Tier 2 - Get By - meals take 5 minutes or less of standing to make. So these are things I can pull out of the fridge and eat right away or things I can make in the microwave so frozen meals, chicken nuggets, torilla pizzas, chickpeas, tacos, eggs, baked potatoes, etc.
Tier 3 - Alright - meals normal "weeknight" dinners - take 20-30 minutes or less to make, ideally use one pan or pot, no following a recipe or special ingredients, and don't have a lot of leftovers to juggle. Examples are pasta, curry, soup beans, quiche, etc.
Tier 4 - Thrive - meals are ones that take longer than 30 minutes, use ingredients I don't normally use, require following a recipe or video, or are otherwise energy intensive in some way.
Why divide meals up like this? Because I like to have options for each on my reusable grocery list so that I always have something that works for each around. With CFS, my energy and needs vary WIDELY from day today. I might prep for a week thinking it'll be a bed week but then I get some more energy and want to make a 3 or a 4 meal for morale. By having options for each, I'm covered.
Meal planning has never worked for me. What Sunday me thought sounded good later in the week was never what Thursday me felt enthused about cooking. I had found the concept of a capsule wardrobe very helpful and one day I realized I could extend the basic principle to my pantry. By settling on some core options in each category that I always had on hand, I didn't have to plan individual meals. I could just make whatever sounded good that night with what I had on hand.
Fiber, protein, and fat are the macronutrients that help with hunger so with any meal I put together I try to get all three.
Base is the bulk of a meal. Usually what I use for carbs and fiber. Examples include bread, torillas, (sweet) potatoes, high fiber pasta, rice noodles, any type of rice, veggies.
Protein is pretty self explanatory.

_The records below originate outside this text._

//! Adaptive study planning: turns owned courses and preferences into a dated
//! session calendar, then keeps it honest as sessions are completed, missed
//! and rescheduled.
//!
//! [`services::study_planner_service::StudyPlannerService`] is the entry point.

pub mod db;
pub mod error;
pub mod models;
pub mod services;
pub mod utils;

pub use error::{AppError, AppResult};
pub use services::study_planner_service::StudyPlannerService;
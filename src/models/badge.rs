use std::fmt;

use chrono::{DateTime, Utc};
use serde::{Deserialize, Serialize};

#[derive(Debug, Clone, Copy, Serialize, Deserialize, PartialEq, Eq, Hash)]
#[serde(rename_all = "lowercase")]
pub enum BadgeType {
    Discipline,
    Resilience,
    Coaching,
    Progress,
}

impl BadgeType {
    pub fn as_str(&self) -> &'static str {
        match self {
            BadgeType::Discipline => "discipline",
            BadgeType::Resilience => "resilience",
            BadgeType::Coaching => "coaching",
            BadgeType::Progress => "progress",
        }
    }
}

impl fmt::Display for BadgeType {
    fn fmt(&self, f: &mut fmt::Formatter<'_>) -> fmt::Result {
        f.write_str(self.as_str())
    }
}

/// Thresholds for a badge; only the field matching the badge type is consulted.
#[derive(Debug, Clone, Default, Serialize, Deserialize, PartialEq, Eq)]
#[serde(rename_all = "camelCase")]
pub struct BadgeCriteria {
    #[serde(default, skip_serializing_if = "Option::is_none")]
    pub consecutive_days: Option<u32>,
    #[serde(default, skip_serializing_if = "Option::is_none")]
    pub rescheduled_completed: Option<u32>,
    #[serde(default, skip_serializing_if = "Option::is_none")]
    pub notifications_sent: Option<u32>,
    #[serde(default, skip_serializing_if = "Option::is_none")]
    pub completed_sessions: Option<u32>,
}

#[derive(Debug, Clone, Serialize, Deserialize, PartialEq)]
#[serde(rename_all = "camelCase")]
pub struct PlannerBadge {
    pub id: String,
    pub name: String,
    pub description: String,
    #[serde(rename = "type")]
    pub badge_type: BadgeType,
    pub criteria: BadgeCriteria,
    #[serde(default)]
    pub is_earned: bool,
    #[serde(default)]
    pub earned_at: Option<DateTime<Utc>>,
}

impl PlannerBadge {
    pub fn new(
        id: impl Into<String>,
        name: impl Into<String>,
        description: impl Into<String>,
        badge_type: BadgeType,
        criteria: BadgeCriteria,
    ) -> Self {
        Self {
            id: id.into(),
            name: name.into(),
            description: description.into(),
            badge_type,
            criteria,
            is_earned: false,
            earned_at: None,
        }
    }
}
use rusqlite;
use serde_json::Value as JsonValue;
use thiserror::Error;
use tracing::{error, warn};

pub type AppResult<T> = Result<T, AppError>;

#[derive(Debug, Error)]
pub enum AppError {
    #[error("database error: {message}")]
    Database { message: String },

    #[error("record not found")]
    NotFound,

    #[error("record conflict: {message}")]
    Conflict { message: String },

    #[error("validation failed: {message}")]
    Validation {
        message: String,
        #[source]
        source: Option<Box<dyn std::error::Error + Send + Sync>>,
        details: Option<JsonValue>,
    },

    #[error("notification delivery failed: {target} - {reason}")]
    Notification { target: String, reason: String },

    #[error("serialization error: {0}")]
    Serialization(#[from] serde_json::Error),

    #[error("config error: {0}")]
    Config(#[from] serde_yaml::Error),

    #[error("IO error: {0}")]
    Io(#[from] std::io::Error),

    #[error("{0}")]
    Other(String),
}

impl AppError {
    pub fn validation(message: impl Into<String>) -> Self {
        let message = message.into();
        warn!(target: "app::validation", %message, "validation error");
        AppError::Validation {
            message,
            source: None,
            details: None,
        }
    }

    pub fn validation_with_details(message: impl Into<String>, details: JsonValue) -> Self {
        let message = message.into();
        warn!(target: "app::validation", %message, details = %details, "validation error with details");
        AppError::Validation {
            message,
            source: None,
            details: Some(details),
        }
    }

    pub fn conflict(message: impl Into<String>) -> Self {
        let message = message.into();
        warn!(target: "app::conflict", %message, "conflict error");
        AppError::Conflict { message }
    }

    pub fn not_found() -> Self {
        warn!(target: "app::database", "resource not found");
        AppError::NotFound
    }

    pub fn database(message: impl Into<String>) -> Self {
        let message = message.into();
        error!(target: "app::database", %message, "database error");
        AppError::Database { message }
    }

    pub fn notification(target: impl Into<String>, reason: impl Into<String>) -> Self {
        let target = target.into();
        let reason = reason.into();
        warn!(target: "app::buddy", %target, %reason, "notification delivery failed");
        AppError::Notification { target, reason }
    }

    pub fn other(message: impl Into<String>) -> Self {
        let message = message.into();
        error!(target: "app::other", %message, "other error");
        AppError::Other(message)
    }

    pub fn is_conflict(&self) -> bool {
        matches!(self, AppError::Conflict { .. })
    }
}

impl From<rusqlite::Error> for AppError {
    fn from(error: rusqlite::Error) -> Self {
        use rusqlite::Error::{QueryReturnedNoRows, SqliteFailure};
        use rusqlite::ErrorCode;

        match &error {
            QueryReturnedNoRows => AppError::not_found(),
            SqliteFailure(err, _) if err.code == ErrorCode::ConstraintViolation => {
                AppError::conflict("unique or check constraint violated")
            }
            _ => {
                error!(target: "app::database", error = ?error, "sqlite error");
                AppError::database(error.to_string())
            }
        }
    }
}
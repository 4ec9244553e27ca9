use chrono::{DateTime, NaiveDate, Utc};
use tracing::info;

use crate::models::badge::{BadgeCriteria, BadgeType, PlannerBadge};
use crate::models::buddy::BuddySystem;
use crate::models::study_plan::StudyPlan;
use crate::services::schedule_utils;

pub const STREAK_3: &str = "streak_3";
pub const STREAK_7: &str = "streak_7";
pub const COMEBACK: &str = "comeback";
pub const ACCOUNTABILITY: &str = "accountability";
pub const SESSIONS_10: &str = "sessions_10";
pub const SESSIONS_50: &str = "sessions_50";

/// The built-in badge catalogue, all unearned.
pub fn default_badges() -> Vec<PlannerBadge> {
    vec![
        PlannerBadge::new(
            STREAK_3,
            "Warming Up",
            "Studied three days in a row.",
            BadgeType::Discipline,
            BadgeCriteria {
                consecutive_days: Some(3),
                ..Default::default()
            },
        ),
        PlannerBadge::new(
            STREAK_7,
            "Iron Discipline",
            "Studied seven days in a row.",
            BadgeType::Discipline,
            BadgeCriteria {
                consecutive_days: Some(7),
                ..Default::default()
            },
        ),
        PlannerBadge::new(
            COMEBACK,
            "Comeback Kid",
            "Completed three sessions after rescheduling them.",
            BadgeType::Resilience,
            BadgeCriteria {
                rescheduled_completed: Some(3),
                ..Default::default()
            },
        ),
        PlannerBadge::new(
            ACCOUNTABILITY,
            "Accountability Partner",
            "Your study buddy checked in on you.",
            BadgeType::Coaching,
            BadgeCriteria {
                notifications_sent: Some(1),
                ..Default::default()
            },
        ),
        PlannerBadge::new(
            SESSIONS_10,
            "Ten Down",
            "Completed ten study sessions.",
            BadgeType::Progress,
            BadgeCriteria {
                completed_sessions: Some(10),
                ..Default::default()
            },
        ),
        PlannerBadge::new(
            SESSIONS_50,
            "Half Century",
            "Completed fifty study sessions.",
            BadgeType::Progress,
            BadgeCriteria {
                completed_sessions: Some(50),
                ..Default::default()
            },
        ),
    ]
}

/// Longest run of consecutive calendar days with at least one completed session.
pub fn longest_streak(plan: &StudyPlan) -> u32 {
    let mut days: Vec<NaiveDate> = plan
        .sessions
        .iter()
        .filter(|session| session.is_completed)
        .map(|session| session.date)
        .collect();
    days.sort();
    days.dedup();

    let mut longest = 0u32;
    let mut current = 0u32;
    let mut previous: Option<NaiveDate> = None;
    for day in days {
        current = match previous {
            Some(prev) if schedule_utils::days_between(prev, day) == 1 => current + 1,
            _ => 1,
        };
        longest = longest.max(current);
        previous = Some(day);
    }
    longest
}

fn is_satisfied(badge: &PlannerBadge, plan: &StudyPlan, buddy: Option<&BuddySystem>) -> bool {
    let criteria = &badge.criteria;
    match badge.badge_type {
        BadgeType::Discipline => criteria
            .consecutive_days
            .is_some_and(|days| longest_streak(plan) >= days),
        BadgeType::Resilience => criteria.rescheduled_completed.is_some_and(|threshold| {
            let count = plan
                .sessions
                .iter()
                .filter(|session| session.is_rescheduled && session.is_completed)
                .count();
            count >= threshold as usize
        }),
        // Any notification ever sent counts; the threshold is not a true count.
        BadgeType::Coaching => buddy.is_some_and(|buddy| buddy.last_notification_sent.is_some()),
        BadgeType::Progress => criteria
            .completed_sessions
            .is_some_and(|threshold| plan.completed_count() >= threshold as usize),
    }
}

/// Returns the badge set with newly satisfied badges stamped. Earned badges are
/// carried over untouched and never re-evaluated.
pub fn evaluate(
    badges: &[PlannerBadge],
    plan: &StudyPlan,
    buddy: Option<&BuddySystem>,
    now: DateTime<Utc>,
) -> Vec<PlannerBadge> {
    badges
        .iter()
        .map(|badge| {
            if badge.is_earned || !is_satisfied(badge, plan, buddy) {
                return badge.clone();
            }
            info!(
                target: "app::planner",
                user_id = %plan.user_id,
                badge = %badge.id,
                "badge earned"
            );
            PlannerBadge {
                is_earned: true,
                earned_at: Some(now),
                ..badge.clone()
            }
        })
        .collect()
}

/// Badges earned in `after` that were not earned in `before`.
pub fn newly_earned<'a>(before: &[PlannerBadge], after: &'a [PlannerBadge]) -> Vec<&'a PlannerBadge> {
    after
        .iter()
        .filter(|badge| badge.is_earned)
        .filter(|badge| {
            !before
                .iter()
                .any(|previous| previous.id == badge.id && previous.is_earned)
        })
        .collect()
}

Could be eggs, tofu, beans, tempeh, frozen fish, canned chicken or tuna. I prefer easy stuff that stays good for a long time.
Flare is anything that mixes up or elevates a dish. Examples are curry spice, bacon, sauce or condiment, cheese, etc.
It's important that each item can go with at most of the other items in other categories, even if the resulting meals are a little off beat.
By having at least 3 in each category, I could throw together a lot of different meals on the fly. Make that 4 or 5 in each category and the options are expand. If memory or executive functioning is an issue, printing out a list of some combinations you like ahead of time can help.
When I was first trying to figure out how to grcoery shop for myself, I ran across these reuseable grocery lists and felt inspired. While none were quite right for me, it wasn't too hard to make standardized grocery list and put it in a sheet protector.
The major pro of this way of doing grocery lists is that I never remember to write down things we need as I realize we need them. But with a reusable list - it's basicaly a list of things to check around my kitchen to see if we need something. I found it easier to just use a list of items to check in my kitchen to see whether we needed it before I went to the store or placed an order than to see I needed something while I was the middle of cooking and figure out when to write it down in between all the cooking tasks I was already trying to keep in my head. So just having a list of what to check worked way better.
I still had room to jot down things beyond the usual on it for when I wanted to try out a new meal or get something I only picked up rarely/annually - but those were items I was much more likely to remember to write down anyways.
So I highly recommend giving them a go!